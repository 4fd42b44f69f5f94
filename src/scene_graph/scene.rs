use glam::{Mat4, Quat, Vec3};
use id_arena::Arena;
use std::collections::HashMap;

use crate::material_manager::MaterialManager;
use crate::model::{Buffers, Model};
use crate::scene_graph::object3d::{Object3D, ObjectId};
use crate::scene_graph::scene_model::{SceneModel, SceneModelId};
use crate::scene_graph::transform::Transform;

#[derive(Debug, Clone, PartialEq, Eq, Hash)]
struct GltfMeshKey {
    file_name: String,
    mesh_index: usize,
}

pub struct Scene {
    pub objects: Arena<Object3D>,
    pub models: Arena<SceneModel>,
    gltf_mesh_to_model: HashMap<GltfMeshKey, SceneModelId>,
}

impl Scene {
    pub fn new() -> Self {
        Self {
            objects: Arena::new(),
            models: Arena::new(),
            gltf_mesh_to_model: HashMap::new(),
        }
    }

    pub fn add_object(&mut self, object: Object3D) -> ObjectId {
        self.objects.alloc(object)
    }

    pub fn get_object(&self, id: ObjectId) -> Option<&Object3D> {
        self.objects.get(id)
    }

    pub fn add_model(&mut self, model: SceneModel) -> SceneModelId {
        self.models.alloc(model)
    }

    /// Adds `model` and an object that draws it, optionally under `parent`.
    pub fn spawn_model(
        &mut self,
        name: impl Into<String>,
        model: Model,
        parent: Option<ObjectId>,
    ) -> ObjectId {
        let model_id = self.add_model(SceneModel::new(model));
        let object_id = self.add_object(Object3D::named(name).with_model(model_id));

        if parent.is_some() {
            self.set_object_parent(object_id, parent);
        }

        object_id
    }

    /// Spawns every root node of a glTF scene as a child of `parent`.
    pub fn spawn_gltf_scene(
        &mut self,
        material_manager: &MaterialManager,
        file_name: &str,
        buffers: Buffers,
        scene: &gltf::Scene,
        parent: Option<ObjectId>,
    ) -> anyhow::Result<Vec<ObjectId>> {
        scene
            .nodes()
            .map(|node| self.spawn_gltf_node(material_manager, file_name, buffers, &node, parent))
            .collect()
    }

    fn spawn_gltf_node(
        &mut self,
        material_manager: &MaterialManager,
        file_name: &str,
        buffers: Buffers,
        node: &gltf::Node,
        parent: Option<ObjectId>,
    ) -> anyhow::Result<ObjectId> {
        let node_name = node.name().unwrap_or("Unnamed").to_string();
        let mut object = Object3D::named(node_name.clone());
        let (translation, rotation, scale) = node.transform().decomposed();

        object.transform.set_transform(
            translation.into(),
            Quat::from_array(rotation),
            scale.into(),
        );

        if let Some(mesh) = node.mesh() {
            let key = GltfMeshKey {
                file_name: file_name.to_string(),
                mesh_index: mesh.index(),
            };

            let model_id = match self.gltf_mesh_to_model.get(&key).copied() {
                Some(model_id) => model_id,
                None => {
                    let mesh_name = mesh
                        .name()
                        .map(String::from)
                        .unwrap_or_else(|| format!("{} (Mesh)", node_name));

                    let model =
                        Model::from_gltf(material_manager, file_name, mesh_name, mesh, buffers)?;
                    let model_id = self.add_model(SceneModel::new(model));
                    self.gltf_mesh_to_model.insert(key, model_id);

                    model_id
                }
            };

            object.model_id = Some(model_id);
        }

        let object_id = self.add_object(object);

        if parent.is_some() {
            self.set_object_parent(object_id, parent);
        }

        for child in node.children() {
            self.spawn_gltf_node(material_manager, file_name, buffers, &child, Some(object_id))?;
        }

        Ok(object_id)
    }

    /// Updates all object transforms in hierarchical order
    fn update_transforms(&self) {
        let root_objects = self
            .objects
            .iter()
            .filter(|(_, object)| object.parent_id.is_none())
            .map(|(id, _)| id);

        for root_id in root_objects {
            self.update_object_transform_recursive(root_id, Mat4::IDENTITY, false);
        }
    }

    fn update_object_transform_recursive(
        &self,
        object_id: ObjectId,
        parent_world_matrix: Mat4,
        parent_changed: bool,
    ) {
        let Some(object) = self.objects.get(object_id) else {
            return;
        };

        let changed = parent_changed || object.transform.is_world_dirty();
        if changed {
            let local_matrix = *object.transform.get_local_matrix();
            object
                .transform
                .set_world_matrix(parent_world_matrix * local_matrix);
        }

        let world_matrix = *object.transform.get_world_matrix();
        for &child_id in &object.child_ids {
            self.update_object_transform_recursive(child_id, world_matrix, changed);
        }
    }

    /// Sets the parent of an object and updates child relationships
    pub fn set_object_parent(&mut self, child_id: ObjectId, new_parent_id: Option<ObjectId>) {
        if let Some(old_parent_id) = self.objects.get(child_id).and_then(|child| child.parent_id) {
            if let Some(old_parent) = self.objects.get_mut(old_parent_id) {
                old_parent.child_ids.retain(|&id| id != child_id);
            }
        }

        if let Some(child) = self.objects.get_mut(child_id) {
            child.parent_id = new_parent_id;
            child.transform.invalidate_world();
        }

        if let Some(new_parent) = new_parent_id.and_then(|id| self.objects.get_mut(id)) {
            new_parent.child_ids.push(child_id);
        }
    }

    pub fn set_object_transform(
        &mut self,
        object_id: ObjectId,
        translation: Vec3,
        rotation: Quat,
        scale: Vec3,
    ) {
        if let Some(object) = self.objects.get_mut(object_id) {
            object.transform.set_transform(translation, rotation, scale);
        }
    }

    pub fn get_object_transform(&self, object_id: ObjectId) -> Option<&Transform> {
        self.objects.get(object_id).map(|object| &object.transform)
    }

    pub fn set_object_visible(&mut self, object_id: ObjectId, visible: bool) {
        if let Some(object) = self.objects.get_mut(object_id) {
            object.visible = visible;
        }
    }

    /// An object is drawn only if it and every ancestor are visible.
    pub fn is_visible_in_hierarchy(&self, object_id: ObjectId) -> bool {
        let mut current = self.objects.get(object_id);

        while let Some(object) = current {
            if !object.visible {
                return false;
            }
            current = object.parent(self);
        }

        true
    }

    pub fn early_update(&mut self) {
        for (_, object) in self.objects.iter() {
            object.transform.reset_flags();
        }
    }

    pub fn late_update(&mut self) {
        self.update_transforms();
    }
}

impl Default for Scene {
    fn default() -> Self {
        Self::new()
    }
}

————

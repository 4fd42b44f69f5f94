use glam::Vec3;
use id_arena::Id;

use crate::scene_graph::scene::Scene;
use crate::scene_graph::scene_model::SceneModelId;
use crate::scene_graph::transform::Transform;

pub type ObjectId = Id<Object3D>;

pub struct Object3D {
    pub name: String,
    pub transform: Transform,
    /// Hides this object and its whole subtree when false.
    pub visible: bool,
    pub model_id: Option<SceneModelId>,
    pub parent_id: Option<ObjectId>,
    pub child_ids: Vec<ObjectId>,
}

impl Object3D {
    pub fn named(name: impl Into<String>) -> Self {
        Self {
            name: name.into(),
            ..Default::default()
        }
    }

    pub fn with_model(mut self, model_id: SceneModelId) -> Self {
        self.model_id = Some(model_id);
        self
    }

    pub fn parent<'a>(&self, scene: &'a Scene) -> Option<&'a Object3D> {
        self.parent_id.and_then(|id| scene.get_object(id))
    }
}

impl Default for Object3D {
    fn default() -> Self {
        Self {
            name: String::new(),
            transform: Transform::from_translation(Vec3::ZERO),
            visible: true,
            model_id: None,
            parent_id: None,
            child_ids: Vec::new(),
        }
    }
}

————

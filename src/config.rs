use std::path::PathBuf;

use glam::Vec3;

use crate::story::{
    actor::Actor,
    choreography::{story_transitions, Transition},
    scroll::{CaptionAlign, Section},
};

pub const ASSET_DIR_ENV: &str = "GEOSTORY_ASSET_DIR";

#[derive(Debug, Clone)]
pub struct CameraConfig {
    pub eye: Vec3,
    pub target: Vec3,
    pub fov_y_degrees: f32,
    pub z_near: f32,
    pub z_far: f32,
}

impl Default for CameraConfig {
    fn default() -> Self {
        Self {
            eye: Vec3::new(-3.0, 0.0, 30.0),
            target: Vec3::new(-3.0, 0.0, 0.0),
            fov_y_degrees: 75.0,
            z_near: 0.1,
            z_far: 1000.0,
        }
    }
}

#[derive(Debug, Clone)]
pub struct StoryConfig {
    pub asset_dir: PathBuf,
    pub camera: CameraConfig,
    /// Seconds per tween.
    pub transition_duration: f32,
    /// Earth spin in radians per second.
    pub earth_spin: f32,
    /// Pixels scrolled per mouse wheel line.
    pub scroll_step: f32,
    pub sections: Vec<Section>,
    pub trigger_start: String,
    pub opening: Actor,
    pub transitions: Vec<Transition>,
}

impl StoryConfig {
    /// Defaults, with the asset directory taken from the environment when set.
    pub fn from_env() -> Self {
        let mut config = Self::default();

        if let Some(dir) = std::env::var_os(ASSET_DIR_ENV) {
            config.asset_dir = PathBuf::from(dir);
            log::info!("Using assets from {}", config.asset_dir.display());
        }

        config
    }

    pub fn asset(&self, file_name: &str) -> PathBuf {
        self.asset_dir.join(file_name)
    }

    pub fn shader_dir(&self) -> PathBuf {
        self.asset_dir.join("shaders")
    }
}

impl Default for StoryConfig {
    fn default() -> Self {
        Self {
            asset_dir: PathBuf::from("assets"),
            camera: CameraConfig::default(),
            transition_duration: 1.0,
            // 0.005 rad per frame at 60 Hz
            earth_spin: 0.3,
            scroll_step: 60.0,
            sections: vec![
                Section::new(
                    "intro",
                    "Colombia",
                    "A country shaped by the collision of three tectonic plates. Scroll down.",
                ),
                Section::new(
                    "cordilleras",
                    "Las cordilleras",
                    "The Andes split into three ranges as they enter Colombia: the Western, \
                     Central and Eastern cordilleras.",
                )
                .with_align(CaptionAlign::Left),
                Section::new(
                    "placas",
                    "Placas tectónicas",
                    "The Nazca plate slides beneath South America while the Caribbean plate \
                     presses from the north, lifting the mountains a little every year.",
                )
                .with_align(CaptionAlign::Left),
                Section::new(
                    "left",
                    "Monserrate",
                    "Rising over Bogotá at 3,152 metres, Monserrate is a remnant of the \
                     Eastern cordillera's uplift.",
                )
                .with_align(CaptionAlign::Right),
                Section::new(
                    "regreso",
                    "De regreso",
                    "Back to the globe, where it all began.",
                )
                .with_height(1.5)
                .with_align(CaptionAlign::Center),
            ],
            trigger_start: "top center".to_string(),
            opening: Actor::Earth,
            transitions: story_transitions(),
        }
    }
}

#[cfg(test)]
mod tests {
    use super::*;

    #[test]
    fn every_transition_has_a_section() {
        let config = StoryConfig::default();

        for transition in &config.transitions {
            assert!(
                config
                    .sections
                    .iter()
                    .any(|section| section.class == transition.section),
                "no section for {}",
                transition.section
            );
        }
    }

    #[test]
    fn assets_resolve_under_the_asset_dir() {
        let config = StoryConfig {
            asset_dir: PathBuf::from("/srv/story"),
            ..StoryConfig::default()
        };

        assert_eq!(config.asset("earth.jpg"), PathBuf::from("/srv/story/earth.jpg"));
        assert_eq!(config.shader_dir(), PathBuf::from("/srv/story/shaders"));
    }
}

————

**Problem requirements**
Among the lines above, please find those with "shaders" and copy them.

**Output**
        self.asset_dir.join("shaders")
        assert_eq!(config.shader_dir(), PathBuf::from("/srv/story/shaders"));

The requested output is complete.